Ti sei mai chiesto quanto possa essere complesso, fragile e al tempo stesso sorprendente il concetto di famiglia? Non parlo solo dei legami di sangue, ma di tutte quelle relazioni che ci definiscono, ci mettono alla prova e spesso ci costringono a ridefinire noi stessi.
Su Netflix trovi tre miniserie italiane, tutte di 6 episodi, che affrontano proprio questo: drammi intimi, passioni nascoste e relazioni che sfidano i pregiudizi. Tre storie che intrecciano dolore e ironia, desiderio e tradimento, tabù e libertà.
La prima è Storia della mia famiglia (2025, Palomar, regia di Claudio Cupellini). Sei episodi che sanno alternare risate e lacrime, costruendo un racconto corale sulle seconde possibilità.Al centro c’è Fausto, un padre che, colpito da una malattia terminale, cerca di garantire un futuro sereno ai figli, chiamando a raccolta la sua tribù allargata: una madre ingombrante, un fratello fragile, amici pieni di difetti ma anche di affetto.
Eduardo Scarpetta, Vanessa Scalera, Massimiliano Caiazzo e Cristiana Dell’Anna guidano un cast corale che sa emozionare con naturalezza. Cupellini dosa bene i toni, alternando flashback intensi a momenti leggeri, senza mai scivolare nel patetico.
Un dramedy che porta la firma di Filippo Gravino ed Elisa Dondi, ispirato agli scritti di Michela Murgia sul concetto di “famiglia non convenzionale”. Non stupisce che la serie abbia conquistato un indice di gradimento altissimo (97% su Google, 7,3 su IMDb): parla a chiunque sappia cosa significhi perdere e ricostruire.
Se Storia della mia famiglia esplora il legame che resta, Fedeltà (2021, Netflix Studios Italia) mette a fuoco le crepe di una coppia che, almeno in apparenza, non ha nulla che non vada. Michele Riondino e Lucrezia Guidone sono Carlo e Margherita, due coniugi innamorati e complici, eppure tentati da desideri che li spingono oltre i confini domestici: lui verso una studentessa, lei verso il suo fisioterapista.

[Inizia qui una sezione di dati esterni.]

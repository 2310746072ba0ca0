// Copyright 2026 Cascade Analytics. All rights reserved.
// Newsfeed Diffusion Simulation Suite ("Cascade") - Graph Store
//
// Static undirected weighted graph plus per-node mutable simulation state.
// Edges are immutable once built; only node state changes during a run.

use std::collections::{HashMap, HashSet};

use crate::error::SimError;
use crate::types::{NodeId, NodeState};

/// Normalized edge key: endpoints in ascending order.
fn edge_key(a: NodeId, b: NodeId) -> (NodeId, NodeId) {
    if a <= b { (a, b) } else { (b, a) }
}

// ─── SocialGraph ─────────────────────────────────────────────────────────────

#[derive(Debug)]
pub struct SocialGraph {
    /// Node ids in insertion order. Stable across the run; the engine's
    /// iteration order everywhere.
    order: Vec<NodeId>,
    index: HashMap<NodeId, usize>,
    adjacency: Vec<Vec<NodeId>>,
    states: Vec<NodeState>,
    strengths: HashMap<(NodeId, NodeId), f64>,
}

impl SocialGraph {
    pub fn new() -> Self {
        Self {
            order: Vec::new(),
            index: HashMap::new(),
            adjacency: Vec::new(),
            states: Vec::new(),
            strengths: HashMap::new(),
        }
    }

    /// Build a graph from `(a, b, strength)` triples.
    pub fn from_edges<I>(edges: I) -> Self
    where
        I: IntoIterator<Item = (NodeId, NodeId, f64)>,
    {
        let mut graph = Self::new();
        for (a, b, strength) in edges {
            graph.add_edge(a, b, strength);
        }
        graph
    }

    /// Insert a node with default state. No-op if the id already exists.
    pub fn add_node(&mut self, id: NodeId) {
        if !self.index.contains_key(&id) {
            self.index.insert(id, self.order.len());
            self.order.push(id);
            self.adjacency.push(Vec::new());
            self.states.push(NodeState::default());
        }
    }

    /// Insert an undirected edge. Missing endpoints are created with default
    /// state; self-loops are rejected silently; a duplicate edge only updates
    /// the stored strength.
    pub fn add_edge(&mut self, a: NodeId, b: NodeId, strength: f64) {
        if a == b {
            return;
        }
        self.add_node(a);
        self.add_node(b);
        if self.strengths.insert(edge_key(a, b), strength).is_none() {
            let ia = self.index[&a];
            self.adjacency[ia].push(b);
            let ib = self.index[&b];
            self.adjacency[ib].push(a);
        }
    }

    pub fn node_count(&self) -> usize {
        self.order.len()
    }

    /// All node ids, in stable insertion order.
    pub fn all_nodes(&self) -> &[NodeId] {
        &self.order
    }

    pub fn neighbors(&self, node: NodeId) -> &[NodeId] {
        &self.adjacency[self.index[&node]]
    }

    pub fn degree(&self, node: NodeId) -> usize {
        self.neighbors(node).len()
    }

    pub fn has_edge(&self, a: NodeId, b: NodeId) -> bool {
        self.strengths.contains_key(&edge_key(a, b))
    }

    /// Strength of the edge between `a` and `b`.
    ///
    /// # Errors
    /// `NotAnEdge` if the nodes are not adjacent — a caller bug, not a
    /// recoverable condition.
    pub fn edge_strength(&self, a: NodeId, b: NodeId) -> Result<f64, SimError> {
        self.strengths
            .get(&edge_key(a, b))
            .copied()
            .ok_or(SimError::NotAnEdge(a, b))
    }

    /// Immutable state handle. Panics on an unknown id.
    pub fn state(&self, node: NodeId) -> &NodeState {
        &self.states[self.index[&node]]
    }

    /// Mutable state handle. Panics on an unknown id.
    pub fn state_mut(&mut self, node: NodeId) -> &mut NodeState {
        let i = self.index[&node];
        &mut self.states[i]
    }

    /// Raise a node's click probability. Lower values are ignored: the
    /// probability of a node never decreases over a run.
    pub fn raise_probability(&mut self, node: NodeId, probability: f64) {
        let state = self.state_mut(node);
        if probability > state.probability {
            state.probability = probability;
        }
    }

    pub fn seen_count(&self) -> usize {
        self.states.iter().filter(|s| s.seen).count()
    }

    pub fn clicked_count(&self) -> usize {
        self.states.iter().filter(|s| s.clicked).count()
    }

    /// Recompute every edge strength as the shared-neighbourhood overlap of
    /// its endpoints: |N(a) ∩ N(b)| / min(|N(a)|, |N(b)|), bounded to [0, 1].
    pub fn annotate_strengths(&mut self) {
        let neighbor_sets: Vec<HashSet<NodeId>> = self
            .adjacency
            .iter()
            .map(|nbrs| nbrs.iter().copied().collect())
            .collect();

        let keys: Vec<(NodeId, NodeId)> = self.strengths.keys().copied().collect();
        for (a, b) in keys {
            let sa = &neighbor_sets[self.index[&a]];
            let sb = &neighbor_sets[self.index[&b]];
            let shared = sa.intersection(sb).count();
            let denom = sa.len().min(sb.len());
            // denom >= 1: both endpoints are adjacent to each other
            let strength = shared as f64 / denom as f64;
            self.strengths.insert((a, b), strength);
        }
    }
}

impl Default for SocialGraph {
    fn default() -> Self {
        Self::new()
    }
}

// ─── Tests ───────────────────────────────────────────────────────────────────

Sei episodi che non raccontano una crisi matrimoniale tradizionale, ma piuttosto una crisi personale. Lui sente addosso il peso di una famiglia altoborghese, lei la frustrazione di sogni rimasti incompiuti.
La serie, tratta dal romanzo di Marco Missiroli e arricchita dalla colonna sonora con Verosimile di Arisa, ci ricorda che la fedeltà non è solo verso l’altro, ma prima di tutto verso se stessi. Non a caso, la critica ha sottolineato l’efficacia con cui viene indagata la psicologia dei personaggi, tanto da renderli familiari a chiunque.
Poi c’è Inganno (2024, Cattleya/Netflix), che affronta un altro tema “scomodo”: la differenza d’età in una relazione, soprattutto quando a essere più grande è la donna. Sei episodi ambientati tra Milano e la Costiera Amalfitana, con Monica Guerritore nei panni di Gabriella, sessantenne ricca e divorziata, e Giacomo Gianniotti in quelli di Elia, affascinante trentenne dal passato oscuro.
La regia di Pappi Corsicato mette in scena una storia che richiama la miniserie britannica Gold Digger (2019), ma accentua gli stereotipi e le tensioni della cultura mediterranea. È un racconto che mette in discussione ruoli precostituiti, esplorando insieme maternità, desiderio e pregiudizi sociali.
Nonostante recensioni contrastanti (76% di gradimento su Google, 5,6 su IMDb), la serie ha il merito di alzare il velo su un tabù ancora forte: la libertà femminile di vivere l’amore senza etichette.
Tre serie italiane, tre modi diversi di raccontare la vita. Storia della mia famiglia ci ricorda che anche nelle perdite può nascere qualcosa di nuovo. Fedeltà ci costringe a guardare dentro noi stessi per capire quali compromessi siamo disposti a fare. Inganno rompe gli schemi di genere e di età, aprendo un dibattito ancora attualissimo.